= Ceramic period in Antigua and Barbuda =

Historical period in Antigua and Barbuda

The Ceramic period in pre-Columbian Antigua and Barbuda began with the arrival of the Arawak (Taíno) around 500 BC until the start of the Post-Saladoid period around 700 AD. These people likely came from the Orinoco River region and probably coexisted with the Archaic people for some time. The Arawak arrived by canoe and established the first permanent villages on the islands. These people made Saladoid pottery and were horticultural, their staple crop being cassava. The Arawak worshipped three gods and the villages were administered by chiefs or elders. They also engaged in trade, jadeite on the island likely originating from Guatemala.

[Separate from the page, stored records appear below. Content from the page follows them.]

use std::net::SocketAddr;

use anyhow::{Context, Result};
use tokio::task::JoinSet;
use tokio_util::sync::CancellationToken;
use tracing::{error, info};

use crate::adapters::SimulatedDataMover;
use crate::context::AppContext;
use crate::core::controller::{Controller, ControllerSettings};
use crate::core::models::{BackupJob, RestoreJob};
use crate::core::notifications;
use crate::core::reconciler::{Reconciler, ReconcilerSettings};
use crate::rpc::RpcServer;

/// Wires the backup and restore controllers, the optional simulated transfer
/// engine and the RPC server together.
pub struct Orchestrator {
    ctx: AppContext,
}

/// A started daemon.
pub struct Running {
    pub ctx: AppContext,
    pub rpc_addr: SocketAddr,
    shutdown: CancellationToken,
    tasks: JoinSet<Result<()>>,
}

impl Orchestrator {
    pub fn new(ctx: AppContext) -> Self {
        Self { ctx }
    }

    /// Start everything and run until `shutdown` is cancelled or a component
    /// fails.
    pub async fn start(self, shutdown: CancellationToken) -> Result<()> {
        self.spawn(shutdown).await?.wait().await
    }

    /// Start every component in the background.
    pub async fn spawn(self, shutdown: CancellationToken) -> Result<Running> {
        let mut ctx = self.ctx;
        let config = ctx.config.clone();
        let mut tasks = JoinSet::new();

        info!(
            version = env!("CARGO_PKG_VERSION"),
            store = ?config.store,
            simulation = config.simulation,
            "snapmover daemon starting"
        );

        if config.simulation {
            let (mover, simulator) =
                SimulatedDataMover::new(ctx.store.clone(), config.simulated_transfer());
            ctx = ctx.with_simulator(simulator);
            let token = shutdown.clone();
            tasks.spawn(async move {
                mover.run(token).await;
                Ok(())
            });
        }

        let notifier = notifications::create_notifier(&config.notifications);
        let reconciler_settings = ReconcilerSettings {
            verify_cleanup: config.verify_cleanup,
            conflict_retries: config.conflict_retries,
            poll_interval: config.poll_interval(),
            ..ReconcilerSettings::default()
        };
        let controller_settings = ControllerSettings {
            workers: config.workers,
            resync_interval: config.resync_interval(),
            error_backoff: config.error_backoff(),
            max_error_backoff: config.max_error_backoff(),
        };

        let backups = Controller::new(
            ctx.store.clone(),
            Reconciler::<BackupJob>::new(
                ctx.store.clone(),
                ctx.backups.clone(),
                reconciler_settings.clone(),
            )
            .with_notifier(notifier.clone()),
            controller_settings.clone(),
        );
        let token = shutdown.clone();
        tasks.spawn(async move { backups.run(token).await.context("backup controller failed") });

        let restores = Controller::new(
            ctx.store.clone(),
            Reconciler::<RestoreJob>::new(ctx.store.clone(), ctx.restores.clone(), reconciler_settings)
                .with_notifier(notifier),
            controller_settings,
        );
        let token = shutdown.clone();
        tasks.spawn(async move { restores.run(token).await.context("restore controller failed") });

        let server = RpcServer::bind(ctx.clone(), config.rpc_addr()?)
            .await
            .with_context(|| format!("Failed to bind RPC server on {}", config.rpc_bind))?;
        let rpc_addr = server.local_addr()?;
        let token = shutdown.clone();
        tasks.spawn(async move { server.serve(token).await });

        Ok(Running {
            ctx,
            rpc_addr,
            shutdown,
            tasks,
        })
    }
}

impl Running {
    /// Wait for every component to stop. The first failure cancels the rest.
    pub async fn wait(mut self) -> Result<()> {
        let mut first_error = None;
        while let Some(joined) = self.tasks.join_next().await {
            let result = joined.context("daemon task panicked").and_then(|r| r);
            if let Err(e) = result {
                error!(error = %format!("{e:#}"), "Component stopped with an error");
                self.shutdown.cancel();
                first_error.get_or_insert(e);
            }
        }
        info!("snapmover daemon stopped");
        first_error.map_or(Ok(()), Err)
    }
}
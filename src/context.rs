use std::sync::Arc;

use crate::adapters::Simulator;
use crate::config::AppConfig;
use crate::core::batching::BatchingController;
use crate::core::registry::KindRegistry;
use crate::core::store::ResourceStore;

/// Shared handles passed to the controllers and the RPC server.
#[derive(Clone)]
pub struct AppContext {
    pub config: Arc<AppConfig>,
    pub registry: Arc<KindRegistry>,
    pub store: Arc<dyn ResourceStore>,
    pub backups: BatchingController,
    pub restores: BatchingController,
    pub simulator: Option<Simulator>,
}

impl AppContext {
    pub fn new(config: AppConfig, registry: Arc<KindRegistry>, store: Arc<dyn ResourceStore>) -> Self {
        Self {
            backups: BatchingController::new(config.max_concurrent_backups),
            restores: BatchingController::new(config.max_concurrent_restores),
            config: Arc::new(config),
            registry,
            store,
            simulator: None,
        }
    }

    pub fn with_simulator(mut self, simulator: Simulator) -> Self {
        self.simulator = Some(simulator);
        self
    }
}
//! JSON-RPC 2.0 envelope used between the CLI and the daemon.
//!
//! One request or response per line. Store failures carry codes in the
//! server-reserved range so clients can tell a missing job from a busy store.

use serde::{Deserialize, Serialize};
use serde_json::Value;

use crate::core::error::StoreError;

const VERSION: &str = "2.0";

pub const PARSE_ERROR: i32 = -32700;
pub const INVALID_REQUEST: i32 = -32600;
pub const METHOD_NOT_FOUND: i32 = -32601;
pub const INVALID_PARAMS: i32 = -32602;
pub const INTERNAL_ERROR: i32 = -32603;

pub const NOT_FOUND: i32 = -32001;
pub const ALREADY_EXISTS: i32 = -32002;
pub const CONFLICT: i32 = -32003;
pub const UNAVAILABLE: i32 = -32004;

#[derive(Debug, Clone, Serialize, Deserialize)]
pub struct Request {
    pub jsonrpc: String,
    pub method: String,
    #[serde(default)]
    pub params: Option<Value>,
    /// Absent for notifications.
    #[serde(default)]
    pub id: Option<Value>,
}

impl Request {
    pub fn call(method: &str, params: Option<Value>, id: u64) -> Self {
        Self {
            jsonrpc: VERSION.to_string(),
            method: method.to_string(),
            params,
            id: Some(Value::from(id)),
        }
    }

    pub fn is_notification(&self) -> bool {
        self.id.is_none()
    }

    pub fn validate(&self) -> Result<(), &'static str> {
        if self.jsonrpc != VERSION {
            return Err("jsonrpc must be \"2.0\"");
        }
        if self.method.is_empty() {
            return Err("method must not be empty");
        }
        Ok(())
    }
}

#[derive(Debug, Clone, PartialEq, Serialize, Deserialize)]
pub struct RpcError {
    pub code: i32,
    pub message: String,
    #[serde(skip_serializing_if = "Option::is_none")]
    pub data: Option<Value>,
}

impl RpcError {
    pub fn new(code: i32, message: impl Into<String>) -> Self {
        Self {
            code,
            message: message.into(),
            data: None,
        }
    }

    pub fn with_data(mut self, data: impl Serialize) -> Self {
        self.data = serde_json::to_value(data).ok();
        self
    }
}

impl From<&StoreError> for RpcError {
    fn from(error: &StoreError) -> Self {
        let code = match error {
            StoreError::NotFound { .. } => NOT_FOUND,
            StoreError::AlreadyExists { .. } => ALREADY_EXISTS,
            StoreError::Conflict { .. } => CONFLICT,
            StoreError::UnknownKind(_) | StoreError::Invalid(_) => INVALID_PARAMS,
            StoreError::Unavailable(_) => UNAVAILABLE,
        };
        Self::new(code, error.to_string())
    }
}

/// Exactly one of `result` and `error` is set.
#[derive(Debug, Clone, Serialize, Deserialize)]
pub struct Response {
    pub jsonrpc: String,
    #[serde(skip_serializing_if = "Option::is_none")]
    pub result: Option<Value>,
    #[serde(skip_serializing_if = "Option::is_none")]
    pub error: Option<RpcError>,
    pub id: Value,
}

impl Response {
    pub fn success(id: Value, result: impl Serialize) -> Self {
        match serde_json::to_value(result) {
            Ok(result) => Self {
                jsonrpc: VERSION.to_string(),
                result: Some(result),
                error: None,
                id,
            },
            Err(e) => Self::internal_error(id, format!("unserializable result: {e}")),
        }
    }

    pub fn failure(id: Value, error: RpcError) -> Self {
        Self {
            jsonrpc: VERSION.to_string(),
            result: None,
            error: Some(error),
            id,
        }
    }

    pub fn error(id: Value, code: i32, message: impl Into<String>) -> Self {
        Self::failure(id, RpcError::new(code, message))
    }

    pub fn error_with_data(
        id: Value,
        code: i32,
        message: impl Into<String>,
        data: impl Serialize,
    ) -> Self {
        Self::failure(id, RpcError::new(code, message).with_data(data))
    }

    pub fn store_error(id: Value, error: &StoreError) -> Self {
        Self::failure(id, error.into())
    }

    /// The request id is unknown when the line did not parse.
    pub fn parse_error() -> Self {
        Self::error(Value::Null, PARSE_ERROR, "Parse error")
    }

    pub fn invalid_request(id: Value) -> Self {
        Self::error(id, INVALID_REQUEST, "Invalid request")
    }

    pub fn method_not_found(id: Value, method: &str) -> Self {
        Self::error(id, METHOD_NOT_FOUND, format!("Method not found: {method}"))
    }

    pub fn invalid_params(id: Value, details: impl Into<String>) -> Self {
        Self::error(id, INVALID_PARAMS, details)
    }

    pub fn internal_error(id: Value, details: impl Into<String>) -> Self {
        Self::error(id, INTERNAL_ERROR, details)
    }
}

#[cfg(test)]
mod tests {
    use super::*;
    use serde_json::json;

    #[test]
    fn test_request_line_round_trips_through_client_constructor() {
        let line = serde_json::to_string(&Request::call("jobs.list", Some(json!({"kind": "backup"})), 7))
            .unwrap();
        let req: Request = serde_json::from_str(&line).unwrap();
        assert_eq!(req.method, "jobs.list");
        assert_eq!(req.id, Some(json!(7)));
        assert!(req.validate().is_ok());
        assert!(!req.is_notification());
    }

    #[test]
    fn test_wrong_version_is_invalid() {
        let req: Request = serde_json::from_str(r#"{"jsonrpc":"1.0","method":"daemon.status","id":1}"#).unwrap();
        assert!(req.validate().is_err());
    }

    #[test]
    fn test_store_errors_map_to_codes() {
        let resp = Response::store_error(Value::Null, &StoreError::not_found("VolumeSnapshotBackup", "b1"));
        let error = resp.error.unwrap();
        assert_eq!(error.code, NOT_FOUND);
        assert!(error.message.contains("b1"));

        let error = RpcError::from(&StoreError::UnknownKind("Deployment".into()));
        assert_eq!(error.code, INVALID_PARAMS);
        let error = RpcError::from(&StoreError::Unavailable("locked".into()));
        assert_eq!(error.code, UNAVAILABLE);
    }

    #[test]
    fn test_error_data_is_carried() {
        let resp = Response::error_with_data(json!(3), INVALID_PARAMS, "not finished", json!({"phase": "InProgress"}));
        let json = serde_json::to_value(&resp).unwrap();
        assert_eq!(json["error"]["data"]["phase"], "InProgress");
        assert!(json.get("result").is_none());
    }

    #[test]
    fn test_success_omits_error() {
        let json = serde_json::to_string(&Response::success(json!(1), "ok")).unwrap();
        assert!(json.contains(r#""result":"ok""#));
        assert!(!json.contains("error"));
    }
}
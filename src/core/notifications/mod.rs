mod slack;

use anyhow::Result;
use async_trait::async_trait;
use std::sync::Arc;

use crate::config::{NotificationChannelType, NotificationConfig};

/// Events that trigger notifications
#[derive(Debug, Clone, PartialEq)]
pub enum JobEvent {
    TransferStarted {
        kind: String,
        job: String,
        transfer: String,
    },
    Completed {
        kind: String,
        job: String,
        deleted: usize,
        duration_secs: Option<i64>,
    },
    PartiallyFailed {
        kind: String,
        job: String,
        message: String,
    },
    Failed {
        kind: String,
        job: String,
        error: String,
    },
}

impl JobEvent {
    pub fn job(&self) -> &str {
        match self {
            JobEvent::TransferStarted { job, .. }
            | JobEvent::Completed { job, .. }
            | JobEvent::PartiallyFailed { job, .. }
            | JobEvent::Failed { job, .. } => job,
        }
    }
}

/// Trait for notification channel implementations (Slack, Discord, etc.)
#[async_trait]
pub trait NotificationChannel: Send + Sync {
    async fn notify(&self, event: JobEvent) -> Result<()>;
}

/// Factory function to create a notifier based on config
pub fn create_notifier(config: &NotificationConfig) -> Option<Arc<dyn NotificationChannel>> {
    match &config.channel {
        NotificationChannelType::None => None,
        NotificationChannelType::Slack => {
            let webhook = config.slack_webhook.as_ref()?;
            if webhook.is_empty() {
                return None;
            }
            Some(Arc::new(slack::SlackNotifier::new(webhook.clone())))
        }
    }
}

#[cfg(test)]
mod tests {
    use super::*;

    #[test]
    fn test_no_notifier_without_webhook() {
        let config = NotificationConfig {
            channel: NotificationChannelType::Slack,
            slack_webhook: Some(String::new()),
        };
        assert!(create_notifier(&config).is_none());
        assert!(create_notifier(&NotificationConfig::default()).is_none());
    }
}
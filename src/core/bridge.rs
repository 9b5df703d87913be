//! Reads the external transfer resource and turns its status into a
//! [`TransferState`].
//!
//! The transfer engine owns its resource's status; this side only reads it.
//! A run counts as finished once `lastSyncTime` is set and `lastManualSync`
//! echoes the manual trigger we wrote into the spec.

use chrono::{DateTime, Utc};
use tracing::{debug, trace};

use super::error::ReconcileError;
use super::job::MoverJob;
use super::models::StoredObject;
use super::store::{ResourceStore, get_opt};

#[derive(Debug, Clone, Copy, PartialEq, Eq)]
pub enum TransferState {
    NotStarted,
    Running,
    Succeeded,
    Failed,
}

impl TransferState {
    pub fn is_finished(self) -> bool {
        matches!(self, TransferState::Succeeded | TransferState::Failed)
    }
}

/// A snapshot of the transfer resource as seen by one reconcile pass.
#[derive(Debug, Clone, PartialEq)]
pub struct TransferObservation {
    pub name: String,
    pub exists: bool,
    pub state: TransferState,
    pub started_at: Option<DateTime<Utc>>,
    pub completed_at: Option<DateTime<Utc>>,
    pub message: Option<String>,
    /// Snapshot produced by a restore transfer.
    pub latest_image: Option<String>,
}

pub async fn observe<J: MoverJob>(
    store: &dyn ResourceStore,
    job: &J,
) -> Result<TransferObservation, ReconcileError> {
    let name = job.staged_names().transfer;
    let obj = get_opt(
        store,
        &J::TRANSFER_KIND,
        Some(job.protected_namespace()),
        &name,
    )
    .await?;
    // A namesake job elsewhere may hold the name; its run is not ours.
    let obj = obj.filter(|obj| {
        let owned = job.owns(obj);
        if !owned {
            debug!(job = %job.job_ref(), transfer = %name, "Transfer resource belongs to another job");
        }
        owned
    });
    let observed = interpret(&name, obj.as_ref());
    trace!(job = %job.job_ref(), transfer = %name, state = ?observed.state, "Observed transfer");
    Ok(observed)
}

/// Map a transfer resource (or its absence) to an observation.
pub fn interpret(name: &str, obj: Option<&StoredObject>) -> TransferObservation {
    let Some(obj) = obj else {
        return TransferObservation {
            name: name.to_string(),
            exists: false,
            state: TransferState::NotStarted,
            started_at: None,
            completed_at: None,
            message: None,
            latest_image: None,
        };
    };

    let started_at = timestamp(obj, "lastSyncStartTime");
    let completed_at = timestamp(obj, "lastSyncTime");
    let trigger = obj.spec_str("trigger.manual");
    let acknowledged = trigger.is_some() && obj.status_str("lastManualSync") == trigger;
    let result = obj.status_str("latestMoverStatus.result");

    let state = if result == Some("Failed") {
        TransferState::Failed
    } else if completed_at.is_some() && acknowledged {
        TransferState::Succeeded
    } else if started_at.is_some() {
        TransferState::Running
    } else {
        TransferState::NotStarted
    };

    TransferObservation {
        name: name.to_string(),
        exists: true,
        state,
        started_at,
        completed_at,
        message: obj
            .status_str("latestMoverStatus.logs")
            .map(str::to_string),
        latest_image: obj.status_str("latestImage.name").map(str::to_string),
    }
}

fn timestamp(obj: &StoredObject, path: &str) -> Option<DateTime<Utc>> {
    obj.status_str(path)
        .and_then(|s| DateTime::parse_from_rfc3339(s).ok())
        .map(|t| t.with_timezone(&Utc))
}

The Arawak were a seafaring people, with some villages being entirely dedicated to the manufacture of boats, especially along Falmouth Harbour. The people did not wear much clothing other than the occasional apron. They lived in huts with roofs as tall as 25 feet. The villages would have shamans who were believed to communicate with the three gods: Yocahu, Atabeyra, and Opiyel Wa'obiran. Spirits were believed to live in "zemies", religious icons of varying composition.

Other than cassava, important crops farmed by the Arawak included sweet potatoes, maize, cotton, tobacco, nuts, medicinal plants, fruits, and various vegetables. Protein came from birds, seafood, and other small animals.